Sandra M. Gilbert and Susan Gubar (essay date 1979)

SOURCE: "The Aesthetics of Renunciation," in The Madwoman in the Attic: The Woman Writer and the Nineteenth-Century Literary Imagination, Yale University Press, 1979, pp. 539-80.

[In the excerpt that follows, Gilbert and Gubar claim that Aurora Leigh "may well have been the most reasonable compromise between assertion and submission that a sane and worldly woman poet could achieve in the nineteenth century."]

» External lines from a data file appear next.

// git-town-rs: Git Town Branching Workflow Tool - Rust Port
//
// SPDX-FileCopyrightText: 2026 Romeo Ahmed
// SPDX-License-Identifier: GPL-3.0-or-later

use std::path::Path;
use std::process::Command;

use tempfile::TempDir;

use super::{BranchKind, Config, Lineage, SyncStrategy, parse_bool};
use crate::git::BranchName;

fn init_repo() -> TempDir {
    let temp = tempfile::tempdir().expect("tempdir");
    run_git(&["init", "--quiet", "-b", "main"], temp.path());
    run_git(&["config", "user.email", "test@example.com"], temp.path());
    run_git(&["config", "user.name", "Test"], temp.path());
    temp
}

fn run_git(args: &[&str], cwd: &Path) {
    let output = Command::new("git")
        .args(args)
        .current_dir(cwd)
        .output()
        .expect("failed to run git");
    assert!(
        output.status.success(),
        "git {args:?} failed: {}",
        String::from_utf8_lossy(&output.stderr)
    );
}

#[test]
fn test_main_branch_roundtrip() {
    let repo = init_repo();
    let config = Config::new(repo.path());

    assert_eq!(config.main_branch(), None);
    config
        .set_main_branch(&BranchName::new("main"))
        .expect("set main");
    assert_eq!(config.main_branch(), Some(BranchName::new("main")));

    // a fresh store re-reads from git config
    let fresh = Config::new(repo.path());
    assert_eq!(fresh.main_branch(), Some(BranchName::new("main")));
}

#[test]
fn test_perennial_branches_space_separated() {
    let repo = init_repo();
    let config = Config::new(repo.path());

    assert!(config.perennial_branches().is_empty());
    config
        .set_perennial_branches(&[BranchName::new("production"), BranchName::new("staging")])
        .expect("set perennials");

    let fresh = Config::new(repo.path());
    assert_eq!(
        fresh.perennial_branches(),
        vec![BranchName::new("production"), BranchName::new("staging")]
    );
    assert!(fresh.is_perennial_branch(&BranchName::new("staging")));
}

#[test]
fn test_branch_kind_derivation() {
    let repo = init_repo();
    let config = Config::new(repo.path());
    config
        .set_main_branch(&BranchName::new("main"))
        .expect("set main");
    config
        .set_perennial_branches(&[BranchName::new("production")])
        .expect("set perennials");

    assert_eq!(config.branch_kind(&BranchName::new("main")), BranchKind::Main);
    assert_eq!(
        config.branch_kind(&BranchName::new("production")),
        BranchKind::Perennial
    );
    assert_eq!(
        config.branch_kind(&BranchName::new("feature")),
        BranchKind::Feature
    );
    assert!(config.is_feature_branch(&BranchName::new("feature")));
}

#[test]
fn test_lineage_roundtrip_through_git_config() {
    let repo = init_repo();
    let config = Config::new(repo.path());

    config
        .set_parent(&BranchName::new("feature"), &BranchName::new("main"))
        .expect("set parent");
    config
        .set_parent(&BranchName::new("child"), &BranchName::new("feature"))
        .expect("set parent");

    let fresh = Config::new(repo.path());
    let lineage = fresh.lineage();
    assert_eq!(
        lineage.parent(&BranchName::new("child")),
        Some(&BranchName::new("feature"))
    );
    assert_eq!(
        lineage.ancestors(&BranchName::new("child")),
        vec![BranchName::new("main"), BranchName::new("feature")]
    );

    fresh
        .remove_parent_entry(&BranchName::new("child"))
        .expect("remove");
    assert_eq!(fresh.parent_of(&BranchName::new("child")), None);
}

#[test]
fn test_lineage_rejects_cycles() {
    let mut lineage = Lineage::new();
    lineage
        .set_parent(BranchName::new("b"), BranchName::new("a"))
        .expect("a <- b");
    lineage
        .set_parent(BranchName::new("c"), BranchName::new("b"))
        .expect("b <- c");

    let err = lineage.set_parent(BranchName::new("a"), BranchName::new("c"));
    assert!(err.is_err(), "a <- c closes a cycle");
    let err = lineage.set_parent(BranchName::new("a"), BranchName::new("a"));
    assert!(err.is_err(), "self-parent is a cycle");
}

#[test]
fn test_lineage_children() {
    let mut lineage = Lineage::new();
    lineage
        .set_parent(BranchName::new("b"), BranchName::new("a"))
        .expect("edge");
    lineage
        .set_parent(BranchName::new("c"), BranchName::new("a"))
        .expect("edge");
    lineage
        .set_parent(BranchName::new("d"), BranchName::new("b"))
        .expect("edge");

    assert_eq!(
        lineage.children(&BranchName::new("a")),
        vec![BranchName::new("b"), BranchName::new("c")]
    );
    assert_eq!(lineage.children(&BranchName::new("d")), Vec::new());
}

#[test]
fn test_toggles_and_strategies_default() {
    let repo = init_repo();
    let config = Config::new(repo.path());

    assert!(config.push_hook());
    assert!(config.ship_delete_remote_branch());
    assert!(!config.offline());
    assert_eq!(config.sync_strategy(), SyncStrategy::Merge);
    assert_eq!(config.sync_perennial_strategy(), SyncStrategy::Rebase);

    config.set_push_hook(false, false).expect("set push hook");
    assert!(!config.push_hook());
    config
        .set_sync_strategy(SyncStrategy::Rebase)
        .expect("set strategy");
    assert_eq!(config.sync_strategy(), SyncStrategy::Rebase);
}

#[test]
fn test_parse_bool_spellings() {
    for text in ["yes", "true", "on", "1", "Yes", "TRUE"] {
        assert_eq!(parse_bool(text, "k").expect("parse"), true, "{text}");
    }
    for text in ["no", "false", "off", "0", "No"] {
        assert_eq!(parse_bool(text, "k").expect("parse"), false, "{text}");
    }
    assert!(parse_bool("maybe", "k").is_err());
}

#[test]
fn test_reset_removes_all_keys() {
    let repo = init_repo();
    let config = Config::new(repo.path());
    config
        .set_main_branch(&BranchName::new("main"))
        .expect("set main");
    config
        .set_parent(&BranchName::new("feature"), &BranchName::new("main"))
        .expect("set parent");

    config.reset().expect("reset");

    let fresh = Config::new(repo.path());
    assert_eq!(fresh.main_branch(), None);
    assert!(fresh.lineage().is_empty());
}
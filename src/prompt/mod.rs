// git-town-rs: Git Town Branching Workflow Tool - Rust Port
//
// SPDX-FileCopyrightText: 2026 Romeo Ahmed
// SPDX-License-Identifier: GPL-3.0-or-later

//! Interactive dialogs as a capability.
//!
//! ```text
//! Prompter (trait)
//!    |                 |
//!    v                 v
//! TerminalPrompter  ScriptedPrompter
//! stdin/stdout      canned answers (tests)
//! ```
//!
//! Production code never reads stdin directly; everything interactive goes
//! through [`Prompter`] so tests can inject scripted answers.

use std::io::{BufRead, Write};

use crate::error::{TownResult, ValidateError};

/// Capability for asking the user to pick from a list.
pub trait Prompter {
    /// Pick exactly one of `options`. `default` is an index into `options`.
    ///
    /// # Errors
    ///
    /// Returns `ValidateError::PromptAborted` if no usable answer can be
    /// obtained.
    fn single_select(
        &mut self,
        message: &str,
        options: &[String],
        default: Option<usize>,
    ) -> TownResult<String>;

    /// Pick any subset of `options`. `defaults` are preselected entries.
    ///
    /// # Errors
    ///
    /// Returns `ValidateError::PromptAborted` if no usable answer can be
    /// obtained.
    fn multi_select(
        &mut self,
        message: &str,
        options: &[String],
        defaults: &[String],
    ) -> TownResult<Vec<String>>;
}

/// Prompter that talks to the terminal.
///
/// Renders a numbered list and reads index answers from stdin. Deliberately
/// plain: no raw-mode dependency, works in any shell and in CI transcripts.
#[derive(Default)]
pub struct TerminalPrompter;

impl TerminalPrompter {
    fn read_line() -> TownResult<String> {
        let mut line = String::new();
        std::io::stdin()
            .lock()
            .read_line(&mut line)
            .map_err(|e| ValidateError::PromptAborted(e.to_string()))?;
        if line.is_empty() {
            // EOF without input
            return Err(ValidateError::PromptAborted("end of input".to_string()).into());
        }
        Ok(line.trim().to_string())
    }

    fn print_options(message: &str, options: &[String], marked: &[String]) {
        println!("{message}");
        for (i, option) in options.iter().enumerate() {
            let mark = if marked.contains(option) { "*" } else { " " };
            println!("  {:>2}{mark} {option}", i + 1);
        }
        let _ = std::io::stdout().flush();
    }
}

impl Prompter for TerminalPrompter {
    fn single_select(
        &mut self,
        message: &str,
        options: &[String],
        default: Option<usize>,
    ) -> TownResult<String> {
        Self::print_options(message, options, &[]);
        loop {
            match default {
                Some(i) => print!("enter a number (default {}): ", i + 1),
                None => print!("enter a number: "),
            }
            let _ = std::io::stdout().flush();
            let answer = Self::read_line()?;
            if answer.is_empty()
                && let Some(i) = default
                && let Some(choice) = options.get(i)
            {
                return Ok(choice.clone());
            }
            if let Ok(number) = answer.parse::<usize>()
                && number >= 1
                && let Some(choice) = options.get(number - 1)
            {
                return Ok(choice.clone());
            }
            println!("invalid choice: {answer:?}");
        }
    }

    fn multi_select(
        &mut self,
        message: &str,
        options: &[String],
        defaults: &[String],
    ) -> TownResult<Vec<String>> {
        Self::print_options(message, options, defaults);
        print!("enter numbers separated by spaces (empty keeps the current selection): ");
        let _ = std::io::stdout().flush();
        let answer = Self::read_line()?;
        if answer.is_empty() {
            return Ok(defaults.to_vec());
        }
        let mut selected = Vec::new();
        for token in answer.split_whitespace() {
            let number: usize = token.parse().map_err(|_| {
                ValidateError::PromptAborted(format!("not a number: {token:?}"))
            })?;
            let choice = options
                .get(number.wrapping_sub(1))
                .ok_or_else(|| ValidateError::PromptAborted(format!("no option {number}")))?;
            if !selected.contains(choice) {
                selected.push(choice.clone());
            }
        }
        Ok(selected)
    }
}

/// Prompter with canned answers, for tests and non-interactive runs.
pub struct ScriptedPrompter {
    answers: std::collections::VecDeque<String>,
}

impl ScriptedPrompter {
    /// Creates a prompter that will answer with the given values in order.
    /// Single-select answers are option labels; multi-select answers are
    /// space-separated label lists.
    #[must_use]
    pub fn new(answers: impl IntoIterator<Item = impl Into<String>>) -> Self {
        Self {
            answers: answers.into_iter().map(Into::into).collect(),
        }
    }

    fn next_answer(&mut self) -> TownResult<String> {
        self.answers
            .pop_front()
            .ok_or_else(|| ValidateError::PromptAborted("no scripted answer left".to_string()).into())
    }
}

impl Prompter for ScriptedPrompter {
    fn single_select(
        &mut self,
        _message: &str,
        options: &[String],
        _default: Option<usize>,
    ) -> TownResult<String> {
        let answer = self.next_answer()?;
        options
            .iter()
            .find(|option| **option == answer)
            .cloned()
            .ok_or_else(|| {
                ValidateError::PromptAborted(format!("scripted answer {answer:?} is not an option"))
                    .into()
            })
    }

    fn multi_select(
        &mut self,
        _message: &str,
        options: &[String],
        _defaults: &[String],
    ) -> TownResult<Vec<String>> {
        let answer = self.next_answer()?;
        let mut selected = Vec::new();
        for token in answer.split_whitespace() {
            let choice = options
                .iter()
                .find(|option| *option == token)
                .cloned()
                .ok_or_else(|| -> crate::error::TownError {
                    ValidateError::PromptAborted(format!(
                        "scripted answer {token:?} is not an option"
                    ))
                    .into()
                })?;
            selected.push(choice);
        }
        Ok(selected)
    }
}
//! Request bodies for the allergy and visit note write endpoints.

use chrono::{DateTime, Utc};
use serde::{Deserialize, Serialize};

use crate::{ChartError, DiagnosisCandidate, VisitNoteConcepts};

/// Flat state of the allergy edit form.
#[derive(Debug, Clone, Serialize, Deserialize, PartialEq, Eq, Default)]
pub struct AllergyFormState {
    /// `DRUG`, `FOOD`, `ENVIRONMENT` or `OTHER`.
    pub allergen_type: String,
    pub coded_allergen_uuid: String,
    pub severity_uuid: String,
    #[serde(default)]
    pub comment: String,
    #[serde(default)]
    pub reaction_uuids: Vec<String>,
}

impl AllergyFormState {
    pub fn validate(&self) -> Result<(), ChartError> {
        if self.allergen_type.trim().is_empty() {
            return Err(ChartError::InvalidForm("allergen type is required".into()));
        }
        if self.coded_allergen_uuid.trim().is_empty() {
            return Err(ChartError::InvalidForm("allergen is required".into()));
        }
        if self.severity_uuid.trim().is_empty() {
            return Err(ChartError::InvalidForm("severity is required".into()));
        }
        Ok(())
    }
}

#[derive(Debug, Clone, Serialize, Deserialize, PartialEq, Eq)]
pub struct UuidRef {
    pub uuid: String,
}

impl UuidRef {
    pub fn new(uuid: impl Into<String>) -> Self {
        Self { uuid: uuid.into() }
    }
}

#[derive(Debug, Clone, Serialize, Deserialize, PartialEq, Eq)]
#[serde(rename_all = "camelCase")]
pub struct AllergenPayload {
    pub allergen_type: String,
    pub coded_allergen: UuidRef,
}

#[derive(Debug, Clone, Serialize, Deserialize, PartialEq, Eq)]
pub struct ReactionPayload {
    pub reaction: UuidRef,
}

/// Body shared by allergy create and update.
#[derive(Debug, Clone, Serialize, Deserialize, PartialEq, Eq)]
pub struct AllergyPayload {
    pub allergen: AllergenPayload,
    pub severity: UuidRef,
    pub comment: String,
    pub reactions: Vec<ReactionPayload>,
}

impl From<&AllergyFormState> for AllergyPayload {
    fn from(form: &AllergyFormState) -> Self {
        Self {
            allergen: AllergenPayload {
                allergen_type: form.allergen_type.clone(),
                coded_allergen: UuidRef::new(form.coded_allergen_uuid.clone()),
            },
            severity: UuidRef::new(form.severity_uuid.clone()),
            comment: form.comment.clone(),
            reactions: form
                .reaction_uuids
                .iter()
                .map(|uuid| ReactionPayload {
                    reaction: UuidRef::new(uuid.clone()),
                })
                .collect(),
        }
    }
}

/// What the clinician entered on the visit note form.
#[derive(Debug, Clone, Serialize, Deserialize, PartialEq)]
pub struct VisitNoteDraft {
    pub patient_uuid: String,
    pub location_uuid: String,
    pub provider_uuid: String,
    pub encounter_datetime: DateTime<Utc>,
    pub note: String,
    pub diagnoses: Vec<DiagnosisCandidate>,
}

#[derive(Debug, Clone, Serialize, Deserialize, PartialEq, Eq)]
#[serde(rename_all = "camelCase")]
pub struct EncounterProvider {
    pub encounter_role: String,
    pub provider: String,
}

#[derive(Debug, Clone, Serialize, Deserialize, PartialEq, Eq)]
#[serde(rename_all = "camelCase")]
pub struct EncounterObs {
    pub concept: String,
    #[serde(skip_serializing_if = "Option::is_none")]
    pub value: Option<String>,
    #[serde(default, skip_serializing_if = "Vec::is_empty")]
    pub group_members: Vec<EncounterObs>,
}

impl EncounterObs {
    fn value(concept: &str, value: &str) -> Self {
        Self {
            concept: concept.to_string(),
            value: Some(value.to_string()),
            group_members: Vec::new(),
        }
    }
}

/// Body of `POST /encounter` for a visit note.
#[derive(Debug, Clone, Serialize, Deserialize, PartialEq, Eq)]
#[serde(rename_all = "camelCase")]
pub struct VisitNotePayload {
    pub encounter_datetime: String,
    pub form: String,
    pub patient: String,
    pub location: String,
    pub encounter_type: String,
    pub encounter_providers: Vec<EncounterProvider>,
    pub obs: Vec<EncounterObs>,
}

impl VisitNotePayload {
    pub fn build(draft: &VisitNoteDraft, concepts: &VisitNoteConcepts) -> Result<Self, ChartError> {
        if draft.patient_uuid.trim().is_empty() {
            return Err(ChartError::InvalidForm("patient is required".into()));
        }
        if draft.note.trim().is_empty() && draft.diagnoses.is_empty() {
            return Err(ChartError::InvalidForm(
                "a visit note needs a note or at least one diagnosis".into(),
            ));
        }

        let mut obs: Vec<EncounterObs> = draft
            .diagnoses
            .iter()
            .map(|diagnosis| EncounterObs {
                concept: concepts.diagnosis_set_uuid.clone(),
                value: None,
                group_members: vec![
                    EncounterObs::value(
                        &concepts.certainty_uuid,
                        if diagnosis.confirmed {
                            &concepts.confirmed_uuid
                        } else {
                            &concepts.presumed_uuid
                        },
                    ),
                    EncounterObs::value(
                        &concepts.order_uuid,
                        if diagnosis.primary {
                            &concepts.primary_uuid
                        } else {
                            &concepts.secondary_uuid
                        },
                    ),
                    EncounterObs::value(&concepts.coded_diagnosis_uuid, &diagnosis.concept_uuid),
                ],
            })
            .collect();

        if !draft.note.trim().is_empty() {
            obs.push(EncounterObs::value(&concepts.note_concept_uuid, &draft.note));
        }

        Ok(Self {
            encounter_datetime: draft
                .encounter_datetime
                .format("%Y-%m-%dT%H:%M:%S%.3f%z")
                .to_string(),
            form: concepts.form_uuid.clone(),
            patient: draft.patient_uuid.clone(),
            location: draft.location_uuid.clone(),
            encounter_type: concepts.encounter_type_uuid.clone(),
            encounter_providers: vec![EncounterProvider {
                encounter_role: concepts.encounter_role_uuid.clone(),
                provider: draft.provider_uuid.clone(),
            }],
            obs,
        })
    }
}
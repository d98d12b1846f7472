use chrono::{DateTime, Utc};
use serde_json::Value;

use chart_core::{AllergyRecord, ChartError, Criticality, MalformedRecordError, Projection};

use crate::{
    bundle_entries, extract_codeable_text, log_rejected, parse_datetime, parse_partial_date,
    resource_id,
};

const ALLERGY: &str = "AllergyIntolerance";

/// Project an `AllergyIntolerance` search bundle into allergy rows.
pub fn project_allergies(bundle: &Value) -> Result<Projection<AllergyRecord>, ChartError> {
    let last_updated = bundle
        .get("meta")
        .and_then(|meta| meta.get("lastUpdated"))
        .and_then(Value::as_str)
        .and_then(parse_datetime);

    let mut projection = Projection::default();

    for entry in bundle_entries(bundle)? {
        let Some(resource) = entry.get("resource") else {
            let error = MalformedRecordError::missing(ALLERGY, None, "resource");
            log_rejected(&error);
            projection.rejected.push(error);
            continue;
        };

        match resource.get("resourceType").and_then(Value::as_str) {
            Some(ALLERGY) => {}
            other => {
                tracing::debug!(resource_type = ?other, "ignoring non-allergy entry");
                continue;
            }
        }

        match project_allergy(resource, last_updated) {
            Ok(record) => projection.records.push(record),
            Err(error) => {
                log_rejected(&error);
                projection.rejected.push(error);
            }
        }
    }

    Ok(projection)
}

fn project_allergy(
    resource: &Value,
    last_updated: Option<DateTime<Utc>>,
) -> Result<AllergyRecord, MalformedRecordError> {
    let id =
        resource_id(resource).ok_or_else(|| MalformedRecordError::missing(ALLERGY, None, "id"))?;

    let allergen_text = resource
        .get("code")
        .and_then(extract_codeable_text)
        .ok_or_else(|| MalformedRecordError::missing(ALLERGY, Some(id), "code.text"))?;

    let recorded_date = {
        let extensions = resource
            .get("extension")
            .and_then(Value::as_array)
            .ok_or_else(|| MalformedRecordError::missing(ALLERGY, Some(id), "extension"))?;
        let raw = extensions
            .iter()
            .find_map(|ext| ext.get("valueDateTime").and_then(Value::as_str))
            .ok_or_else(|| {
                MalformedRecordError::missing(ALLERGY, Some(id), "extension.valueDateTime")
            })?;
        parse_partial_date(raw).ok_or_else(|| {
            MalformedRecordError::invalid(ALLERGY, Some(id), "extension.valueDateTime")
        })?
    };

    Ok(AllergyRecord {
        id: id.to_string(),
        allergen_text,
        criticality: Criticality::from_fhir(resource.get("criticality").and_then(Value::as_str)),
        reaction_manifestations: first_reaction_manifestations(resource),
        note: resource
            .get("note")
            .and_then(Value::as_array)
            .and_then(|notes| notes.first())
            .and_then(|note| note.get("text"))
            .and_then(Value::as_str)
            .map(str::to_string),
        recorded_date: Some(recorded_date),
        last_updated,
    })
}

fn first_reaction_manifestations(resource: &Value) -> Vec<String> {
    resource
        .get("reaction")
        .and_then(Value::as_array)
        .and_then(|reactions| reactions.first())
        .and_then(|reaction| reaction.get("manifestation"))
        .and_then(Value::as_array)
        .map(|manifestations| {
            manifestations
                .iter()
                .filter_map(extract_codeable_text)
                .collect()
        })
        .unwrap_or_default()
}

Elizabeth Barrett Browning also made most of her finest poetry out of her reconciliation to that graceful or passionate self-abnegation which, for a nineteenth-century woman, was necessity's highest virtue. But because she had little natural taste for the drastic asceticism [Christina] Rossetti's temperament and background seem to have fostered, Barrett Browning ultimately substituted a more familiar Victorian aesthetic of service for the younger woman's somewhat...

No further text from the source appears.